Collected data
::::::

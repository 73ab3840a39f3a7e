//! # Analysis Document Model
//!
//! The page-level structure returned by the document analysis service. Blocks
//! are kept in the reading order the service reports.

use serde::{Deserialize, Serialize};

/// A fully analysed document: pages in the order the service returned them.
#[derive(Serialize, Deserialize, Debug, Clone, Default, PartialEq)]
pub struct AnalysisDocument {
    #[serde(default)]
    pub pages: Vec<Page>,
}

impl AnalysisDocument {
    pub fn new(pages: Vec<Page>) -> Self {
        Self { pages }
    }
}

/// A single analysed page.
#[derive(Serialize, Deserialize, Debug, Clone, PartialEq)]
pub struct Page {
    /// 1-based page number.
    pub page_num: u32,
    #[serde(default)]
    pub blocks: Vec<LayoutBlock>,
}

impl Page {
    pub fn new(page_num: u32, blocks: Vec<LayoutBlock>) -> Self {
        Self { page_num, blocks }
    }
}

/// A layout region detected on a page.
#[derive(Serialize, Deserialize, Debug, Clone, PartialEq)]
#[serde(tag = "type", rename_all = "SCREAMING_SNAKE_CASE")]
pub enum LayoutBlock {
    Title {
        text: String,
    },
    SectionHeader {
        text: String,
    },
    Text {
        text: String,
    },
    List {
        #[serde(default)]
        items: Vec<String>,
    },
    Header {
        text: String,
    },
    Footer {
        text: String,
    },
    PageNumber {
        text: String,
    },
    Figure {
        #[serde(default)]
        text: String,
    },
    Table(Table),
    /// A form field.
    KeyValue {
        key: String,
        #[serde(default)]
        value: String,
    },
    Signature {
        #[serde(default)]
        confidence: Option<f32>,
    },
}

#[derive(Serialize, Deserialize, Debug, Clone, Default, PartialEq)]
pub struct Table {
    #[serde(default)]
    pub rows: Vec<TableRow>,
}

#[derive(Serialize, Deserialize, Debug, Clone, Default, PartialEq)]
pub struct TableRow {
    #[serde(default)]
    pub cells: Vec<TableCell>,
}

#[derive(Serialize, Deserialize, Debug, Clone, Default, PartialEq)]
pub struct TableCell {
    #[serde(default)]
    pub text: String,
    /// Column header cells render with the header prefix/suffix.
    #[serde(default)]
    pub is_header: bool,
}

impl TableCell {
    pub fn header(text: &str) -> Self {
        Self {
            text: text.to_string(),
            is_header: true,
        }
    }

    pub fn data(text: &str) -> Self {
        Self {
            text: text.to_string(),
            is_header: false,
        }
    }
}
//! # External Collaborators
//!
//! Trait seams for the two managed services the connector talks to, plus their
//! concrete clients. The orchestrator only ever sees the traits.

pub mod analysis;
pub mod store;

::::::

§ **Exercise description**:
In the records above, locate the lines holding the word "Self". Copy each of them.

§ **Written reply**:
    pub fn new(pages: Vec<Page>) -> Self {
        Self { pages }
    pub fn new(page_num: u32, blocks: Vec<LayoutBlock>) -> Self {
        Self { page_num, blocks }
    pub fn header(text: &str) -> Self {
        Self {
    pub fn data(text: &str) -> Self {
        Self {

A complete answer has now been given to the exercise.